Los meses que siguieron su huida de Amatitlan
fueron duros, quizás los más duros de su vida. Trabajaba en lo que le salía,
avanzaba por el país haciendo autostop, dormía donde le caía la noche y nunca
pasaba más de dos días en el mismo lugar. Cuando conseguía dormir, los sueños
le atormentaban. Probablemente había matado a un hombre y tendría que vivir con
la culpa para siempre.
Su vida fue avanzando y consiguió, a base de
mucho esfuerzo y de mucha burla a la policía, cruzar la frontera de Estados
Unidos. Allí empezó a conocer a gente importante y, con las amatistas que había
robado al gobierno mexicano, comenzó a trabajar en el mundo de la joyería hasta
conseguir hacerse un hueco en la industria y un pasaporte de ciudadano
americano.
A medida que aumentaba su cuenta bancaria,
disminuían sus escrúpulos y conseguía, cada vez más y mejor, callar la voz de
su conciencia…
2014…
Finalmente no le había ido tan mal y no
entendía porqué estaba tan nervioso en aquel momento.
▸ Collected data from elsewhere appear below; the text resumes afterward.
//! Tier/level table: static configuration keyed by (user type, level).
//!
//! Built once at start-up, from the built-in program or from a JSON
//! override file, and shared read-only afterwards.

use recycle_core::error::{RewardsError, RewardsResult};
use recycle_core::tier::{Level, TierKey, UserType};
use serde::{Deserialize, Serialize};
use std::collections::BTreeMap;
use std::path::Path;
use tracing::info;

// ─── Definitions ────────────────────────────────────────────────────────────

/// A line item rendered on a dashboard: benefit or maintenance condition.
#[derive(Debug, Clone, Serialize, Deserialize, PartialEq, Eq)]
pub struct Perk {
    pub description: String,
    pub icon: String,
}

/// A monthly goal the dashboard tracks for a tier.
#[derive(Debug, Clone, Serialize, Deserialize, PartialEq, Eq)]
pub struct GoalTemplate {
    pub description: String,
    pub icon: String,
    pub target: u32,
}

/// Everything a tier grants and requires.
#[derive(Debug, Clone, Serialize, Deserialize, PartialEq, Eq)]
pub struct TierDefinition {
    pub monthly_coupon_limit: u32,
    /// Points needed to reach this level from the one below. Zero for bronze.
    pub point_threshold: u64,
    #[serde(default)]
    pub benefits: Vec<Perk>,
    /// Conditions to keep the terminal tier. Empty below gold.
    #[serde(default)]
    pub maintenance_requirements: Vec<Perk>,
    #[serde(default)]
    pub monthly_goals: Vec<GoalTemplate>,
}
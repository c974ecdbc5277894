//! HTTP payload source for display updates.
//!
//! The manager serves the GUI file over plain HTTP with byte-range
//! support; chunks are fetched lazily so the whole file never has to
//! fit in memory.

use lumipanel_link::{Error, PayloadSource, Result};
use reqwest::header::RANGE;
use tracing::debug;

pub struct HttpPayloadSource {
    client: reqwest::Client,
    url: String,
}

impl HttpPayloadSource {
    pub fn new(url: impl Into<String>) -> Self {
        Self {
            client: reqwest::Client::new(),
            url: url.into(),
        }
    }
}

impl PayloadSource for HttpPayloadSource {
    async fn total_size(&mut self) -> Result<u64> {
        let response = self
            .client
            .head(&self.url)
            .send()
            .await
            .and_then(|r| r.error_for_status())
            .map_err(|e| Error::Payload(e.to_string()))?;
        let size = response
            .content_length()
            .ok_or_else(|| Error::Payload("manager sent no Content-Length".into()))?;
        debug!("update payload at {} is {} bytes", self.url, size);
        Ok(size)
    }

    async fn fetch(&mut self, offset: u64, length: u32) -> Result<Vec<u8>> {
        let response = self
            .client
            .get(&self.url)
            .header(RANGE, range_header(offset, length))
            .send()
            .await
            .and_then(|r| r.error_for_status())
            .map_err(|e| Error::Payload(e.to_string()))?;
        let body = response
            .bytes()
            .await
            .map_err(|e| Error::Payload(e.to_string()))?;
        if body.len() != length as usize {
            return Err(Error::ShortPayload {
                expected: length as usize,
                actual: body.len(),
            });
        }
        Ok(body.to_vec())
    }
}

/// Byte-range header value for `length` bytes starting at `offset`.
/// The range end is inclusive.
fn range_header(offset: u64, length: u32) -> String {
    format!("bytes={}-{}", offset, offset + u64::from(length) - 1)
}

#[cfg(test)]
mod tests {
    use super::*;

    #[test]
    fn range_end_is_inclusive() {
        assert_eq!(range_header(0, 4096), "bytes=0-4095");
        assert_eq!(range_header(8192, 1808), "bytes=8192-9999");
        assert_eq!(range_header(5000, 1), "bytes=5000-5000");
    }
}
//! Firmware/GUI transfer engine.
//!
//! The transfer is device-paced: the engine never pushes a chunk until
//! the display has asked for one, either with a ready signal or a
//! jump-to-offset instruction.

use std::str::FromStr;
use std::sync::Arc;
use std::time::Duration;

use tokio::sync::broadcast;
use tokio::time::{sleep, timeout};
use tracing::{debug, error, info, warn};

use crate::event::LinkEvent;
use crate::link::{DisplayLink, LinkState};
use crate::transport::LinkTransport;
use crate::{Error, Result, MAX_UPDATE_CHUNK};

/// Capacity of the status fan-out channel.
const STATUS_CHANNEL_CAP: usize = 16;
/// Attempts at sizing the payload before the transfer is abandoned.
const SIZE_PROBE_ATTEMPTS: u32 = 3;

/// Where the transfer payload comes from.
#[allow(async_fn_in_trait)]
pub trait PayloadSource: Send {
    /// Total payload size in bytes.
    async fn total_size(&mut self) -> Result<u64>;

    /// Fetches exactly `length` bytes starting at `offset`.
    async fn fetch(&mut self, offset: u64, length: u32) -> Result<Vec<u8>>;
}

/// Which begin-upload command dialect the display firmware speaks.
#[derive(Debug, Clone, Copy, Default, PartialEq, Eq)]
pub enum ProtocolVariant {
    /// Legacy `whmi-wri` dialect.
    V1,
    /// `whmi-wris` dialect with resume support.
    #[default]
    V2,
}

impl FromStr for ProtocolVariant {
    type Err = String;

    fn from_str(s: &str) -> std::result::Result<Self, Self::Err> {
        match s.to_ascii_lowercase().as_str() {
            "v1" | "legacy" => Ok(Self::V1),
            "v2" => Ok(Self::V2),
            other => Err(format!("unknown upload protocol variant '{other}'")),
        }
    }
}

/// Progress reports emitted while a transfer runs.
#[derive(Debug, Clone, Copy, PartialEq, Eq)]
pub enum UpdateStatus {
    Started { total_size: u64 },
    /// `offset` counts bytes the display has been sent so far.
    Progress { offset: u64, total_size: u64 },
    Finished,
    Failed,
}

/// Book-keeping for one transfer, returned when it completes.
#[derive(Debug, Clone, Copy)]
pub struct UpdateSession {
    pub total_size: u64,
    pub current_offset: u64,
    pub last_chunk_len: u32,
    pub baud_rate: u32,
    pub protocol_variant: ProtocolVariant,
}

/// Delays and timeouts of the transfer protocol. The defaults match
/// the display's observed behavior; tests shrink them.
#[derive(Debug, Clone, Copy)]
pub struct UpdateTiming {
    /// Wait for the panel to boot after the pre-transfer power cycle.
    pub panel_boot_delay: Duration,
    /// How long to wait for a ready/jump signal before logging a stall.
    pub signal_timeout: Duration,
    /// Pause between retries of a failed fetch or write.
    pub retry_backoff: Duration,
    /// Grace period after the final chunk, while the display flashes
    /// itself and restarts.
    pub restart_grace: Duration,
}

impl Default for UpdateTiming {
    fn default() -> Self {
        Self {
            panel_boot_delay: Duration::from_secs(5),
            signal_timeout: Duration::from_secs(20),
            retry_backoff: Duration::from_secs(5),
            restart_grace: Duration::from_secs(10),
        }
    }
}

/// Drives one firmware/GUI transfer over an established link.
///
/// On success the link is left in `Updating`; the display has restarted
/// with new firmware and only a fresh bring-up (in practice a process
/// restart) returns the link to service.
pub struct UpdateEngine<T, P> {
    link: Arc<DisplayLink<T>>,
    payload: P,
    status: broadcast::Sender<UpdateStatus>,
    baud_rate: u32,
    variant: ProtocolVariant,
    timing: UpdateTiming,
}

impl<T: LinkTransport + Send + 'static, P: PayloadSource> UpdateEngine<T, P> {
    pub fn new(link: Arc<DisplayLink<T>>, payload: P, baud_rate: u32) -> Self {
        let (status, _) = broadcast::channel(STATUS_CHANNEL_CAP);
        Self {
            link,
            payload,
            status,
            baud_rate,
            variant: ProtocolVariant::default(),
            timing: UpdateTiming::default(),
        }
    }

    pub fn with_variant(mut self, variant: ProtocolVariant) -> Self {
        self.variant = variant;
        self
    }

    pub fn with_timing(mut self, timing: UpdateTiming) -> Self {
        self.timing = timing;
        self
    }

    /// Subscribes to transfer progress reports.
    pub fn subscribe_status(&self) -> broadcast::Receiver<UpdateStatus> {
        self.status.subscribe()
    }

    /// Runs the transfer to completion.
    ///
    /// The payload is sized before the display is touched, so a dead
    /// payload source aborts without disturbing the running link.
    pub async fn run(mut self) -> Result<UpdateSession> {
        let total_size = match self.probe_total_size().await {
            Ok(size) => size,
            Err(e) => {
                error!("could not size update payload: {}", e);
                let _ = self.status.send(UpdateStatus::Failed);
                return Err(e);
            }
        };
        info!("starting display update, {} bytes", total_size);

        // Subscribe before the mode switch so no early signal is lost.
        let mut events = self.link.subscribe();
        if let Err(e) = self
            .link
            .enter_update_mode(
                total_size,
                self.baud_rate,
                self.variant,
                self.timing.panel_boot_delay,
            )
            .await
        {
            // Setup failed before any payload byte went out; hand the
            // link back to normal operation.
            error!("could not open the display transfer: {}", e);
            self.link.set_state(LinkState::Running);
            let _ = self.status.send(UpdateStatus::Failed);
            return Err(e);
        }
        let _ = self.status.send(UpdateStatus::Started { total_size });

        let mut session = UpdateSession {
            total_size,
            current_offset: 0,
            last_chunk_len: 0,
            baud_rate: self.baud_rate,
            protocol_variant: self.variant,
        };

        loop {
            let signal = match timeout(
                self.timing.signal_timeout,
                next_update_signal(&mut events),
            )
            .await
            {
                Ok(Some(signal)) => signal,
                Ok(None) => {
                    error!("link event feed closed mid-transfer");
                    let _ = self.status.send(UpdateStatus::Failed);
                    return Err(Error::Timeout);
                }
                Err(_) => {
                    warn!(
                        "no transfer signal for {:?} at offset {}, still waiting",
                        self.timing.signal_timeout, session.current_offset
                    );
                    continue;
                }
            };

            match signal {
                LinkEvent::UpdateReadyForNextChunk => {
                    session.current_offset += u64::from(session.last_chunk_len);
                }
                LinkEvent::UpdateJumpToOffset(offset) => {
                    // Offset zero means continue sequentially.
                    if offset > 0 {
                        debug!(
                            "display requested jump from {} to {}",
                            session.current_offset + u64::from(session.last_chunk_len),
                            offset
                        );
                        session.current_offset = u64::from(offset);
                    } else {
                        session.current_offset += u64::from(session.last_chunk_len);
                    }
                }
                _ => continue,
            }

            // A jump past the end leaves nothing to send.
            if session.current_offset >= total_size {
                break;
            }

            let chunk_len =
                (total_size - session.current_offset).min(u64::from(MAX_UPDATE_CHUNK)) as u32;
            let chunk = self.fetch_chunk(session.current_offset, chunk_len).await;
            self.write_chunk(&chunk).await;

            session.last_chunk_len = chunk_len;
            let sent = session.current_offset + u64::from(chunk_len);
            let _ = self.status.send(UpdateStatus::Progress {
                offset: sent,
                total_size,
            });

            // The display sends no further signal once it has the last
            // byte; the transfer is done right after that write.
            if sent >= total_size {
                session.current_offset = sent;
                break;
            }
        }

        info!("display update transferred, waiting for panel to flash");
        let _ = self.status.send(UpdateStatus::Finished);
        sleep(self.timing.restart_grace).await;
        Ok(session)
    }

    async fn probe_total_size(&mut self) -> Result<u64> {
        let mut attempt = 0;
        loop {
            attempt += 1;
            match self.payload.total_size().await {
                Ok(0) => return Err(Error::Payload("update payload is empty".into())),
                Ok(size) => return Ok(size),
                Err(e) if attempt < SIZE_PROBE_ATTEMPTS => {
                    warn!(
                        "payload sizing attempt {}/{} failed: {}",
                        attempt, SIZE_PROBE_ATTEMPTS, e
                    );
                    sleep(self.timing.retry_backoff).await;
                }
                Err(e) => return Err(e),
            }
        }
    }

    /// Fetches one chunk, retrying the same range until the source
    /// returns exactly the requested bytes.
    async fn fetch_chunk(&mut self, offset: u64, length: u32) -> Vec<u8> {
        loop {
            match self.payload.fetch(offset, length).await {
                Ok(chunk) if chunk.len() == length as usize => return chunk,
                Ok(chunk) => {
                    warn!(
                        "short payload read at offset {}: wanted {}, got {}; retrying",
                        offset,
                        length,
                        chunk.len()
                    );
                }
                Err(e) => {
                    warn!("payload fetch at offset {} failed: {}; retrying", offset, e);
                }
            }
            sleep(self.timing.retry_backoff).await;
        }
    }

    async fn write_chunk(&mut self, chunk: &[u8]) {
        loop {
            match self.link.write_update_chunk(chunk).await {
                Ok(()) => return,
                Err(e) => {
                    warn!("chunk write failed: {}; retrying", e);
                    sleep(self.timing.retry_backoff).await;
                }
            }
        }
    }
}

/// Waits for the next transfer-pacing signal, skipping unrelated
/// events. Returns `None` only when the event feed is gone.
async fn next_update_signal(
    events: &mut broadcast::Receiver<LinkEvent>,
) -> Option<LinkEvent> {
    loop {
        match events.recv().await {
            Ok(
                signal @ (LinkEvent::UpdateReadyForNextChunk | LinkEvent::UpdateJumpToOffset(_)),
            ) => return Some(signal),
            Ok(_) => continue,
            Err(broadcast::error::RecvError::Lagged(missed)) => {
                warn!("event subscriber lagged, {} events missed", missed);
                continue;
            }
            Err(broadcast::error::RecvError::Closed) => return None,
        }
    }
}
Es cierto que no le
gustaba salir de la zona de confort que le proporcionaba su círculo de
Manhattan, pero por trabajo había recorrido muchas partes del mundo: China,
Tailandia, Sudáfrica…
Cuando el avión aterrizó por fin en el
aeropuerto de Montevideo, Diego aligeró los trámites de recogida de equipaje y
búsqueda de un taxi para llegar cuanto antes al lujoso hotel en el que se
alojaría. Una ducha rápida, una cena ligera y un sueño reparador era todo lo
que necesitaba para calmarse y olvidar todos los recuerdos que se habían
agolpado en su cabeza durante el interminable viaje.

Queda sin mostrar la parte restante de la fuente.